▸ **Exercise goal**:
Check each line below for "removed" and report how many have it, nothing else.

Stored dataset items
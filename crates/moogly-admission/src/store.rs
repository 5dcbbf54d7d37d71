//! Application store interface and the in-memory implementation.

use std::collections::HashMap;
use std::sync::Mutex;

use async_trait::async_trait;
use moogly_core::error::{MooglyError, Result};
use moogly_core::types::UserId;

use crate::application::Application;

#[async_trait]
pub trait ApplicationStore: Send + Sync {
    async fn get(&self, user: UserId) -> Result<Option<Application>>;

    /// Insert unless the user already has an application. Returns whether it was inserted.
    async fn insert_new(&self, application: &Application) -> Result<bool>;

    /// Record the in-game name. Returns false when there is no application.
    async fn set_ingame_name(&self, user: UserId, name: &str) -> Result<bool>;

    /// Returns whether something was removed.
    async fn remove(&self, user: UserId) -> Result<bool>;

    /// Remove everything; returns how many were removed.
    async fn clear(&self) -> Result<usize>;
}

#[derive(Default)]
pub struct MemoryApplicationStore {
    applications: Mutex<HashMap<UserId, Application>>,
}

impl MemoryApplicationStore {
    pub fn new() -> Self {
        Self::default()
    }

    fn applications(&self) -> Result<std::sync::MutexGuard<'_, HashMap<UserId, Application>>> {
        self.applications
            .lock()
            .map_err(|e| MooglyError::Database(format!("Lock: {e}")))
    }
}

#[async_trait]
impl ApplicationStore for MemoryApplicationStore {
    async fn get(&self, user: UserId) -> Result<Option<Application>> {
        Ok(self.applications()?.get(&user).cloned())
    }

    async fn insert_new(&self, application: &Application) -> Result<bool> {
        let mut applications = self.applications()?;
        if applications.contains_key(&application.user_id) {
            return Ok(false);
        }
        applications.insert(application.user_id, application.clone());
        Ok(true)
    }

    async fn set_ingame_name(&self, user: UserId, name: &str) -> Result<bool> {
        Ok(match self.applications()?.get_mut(&user) {
            Some(app) => {
                app.ingame_name = Some(name.to_string());
                true
            }
            None => false,
        })
    }

    async fn remove(&self, user: UserId) -> Result<bool> {
        Ok(self.applications()?.remove(&user).is_some())
    }

    async fn clear(&self) -> Result<usize> {
        let mut applications = self.applications()?;
        let n = applications.len();
        applications.clear();
        Ok(n)
    }
}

▸ **Final answer**:
2